*What you should do*. All lines from the one with "pub(crate) fn get(&self, word: &str)" through the close of the records below are to be set down exactly, and no others.

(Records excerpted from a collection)
______

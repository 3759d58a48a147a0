//! Configuration and builder API for word counters.
//!
//! [`CountOptions`] captures how a run treats unreadable files and which
//! words it keeps. [`WordCounterBuilder`] assembles options and a document
//! source into a [`crate::pipeline::WordCounter`].
//!
//! # Example
//!
//! ```rust
//! use std::io;
//! use std::path::Path;
//! use wordtally::pipeline::WordCounter;
//!
//! let counter = WordCounter::builder()
//!     .skip_corrupted(true)
//!     .min_count(2)
//!     .source(|_: &Path| -> io::Result<String> { Ok("et et lorem".to_string()) })
//!     .build();
//!
//! let outcome = counter.count_files(&["doc.txt"]).unwrap();
//! assert_eq!(outcome.totals.get("et"), Some(2));
//! assert!(!outcome.totals.contains("lorem"));
//! ```

pub mod counter;
pub mod options;

pub use counter::WordCounterBuilder;
pub use options::CountOptions;
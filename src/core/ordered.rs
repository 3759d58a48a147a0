//! Word-keyed map that remembers first-insertion order.

use std::collections::HashMap;

#[derive(Clone, Debug, PartialEq, Eq)]
pub(crate) struct WordMap<V> {
    index: HashMap<String, usize>,
    entries: Vec<(String, V)>,
}

impl<V> Default for WordMap<V> {
    fn default() -> Self {
        Self {
            index: HashMap::new(),
            entries: Vec::new(),
        }
    }
}

impl<V> WordMap<V> {
    /// Value slot for `word`, created with `init` on first sight.
    pub(crate) fn entry_or_insert_with(
        &mut self,
        word: String,
        init: impl FnOnce() -> V,
    ) -> &mut V {
        let slot = match self.index.get(&word) {
            Some(&slot) => slot,
            None => {
                let slot = self.entries.len();
                self.index.insert(word.clone(), slot);
                self.entries.push((word, init()));
                slot
            }
        };
        &mut self.entries[slot].1
    }

    pub(crate) fn get(&self, word: &str) -> Option<&V> {
        self.index.get(word).map(|&slot| &self.entries[slot].1)
    }

    pub(crate) fn contains(&self, word: &str) -> bool {
        self.index.contains_key(word)
    }

    pub(crate) fn len(&self) -> usize {
        self.entries.len()
    }

    pub(crate) fn is_empty(&self) -> bool {
        self.entries.is_empty()
    }

    pub(crate) fn iter(&self) -> impl Iterator<Item = (&str, &V)> {
        self.entries.iter().map(|(word, value)| (word.as_str(), value))
    }

    pub(crate) fn values(&self) -> impl Iterator<Item = &V> {
        self.entries.iter().map(|(_, value)| value)
    }

    pub(crate) fn into_entries(self) -> Vec<(String, V)> {
        self.entries
    }
}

______

*Answer space*.
    pub(crate) fn get(&self, word: &str) -> Option<&V> {
        self.index.get(word).map(|&slot| &self.entries[slot].1)
    }

    pub(crate) fn contains(&self, word: &str) -> bool {
        self.index.contains_key(word)
    }

    pub(crate) fn len(&self) -> usize {
        self.entries.len()
    }

    pub(crate) fn is_empty(&self) -> bool {
        self.entries.is_empty()
    }

    pub(crate) fn iter(&self) -> impl Iterator<Item = (&str, &V)> {
        self.entries.iter().map(|(word, value)| (word.as_str(), value))
    }

    pub(crate) fn values(&self) -> impl Iterator<Item = &V> {
        self.entries.iter().map(|(_, value)| value)
    }

    pub(crate) fn into_entries(self) -> Vec<(String, V)> {
        self.entries
    }
}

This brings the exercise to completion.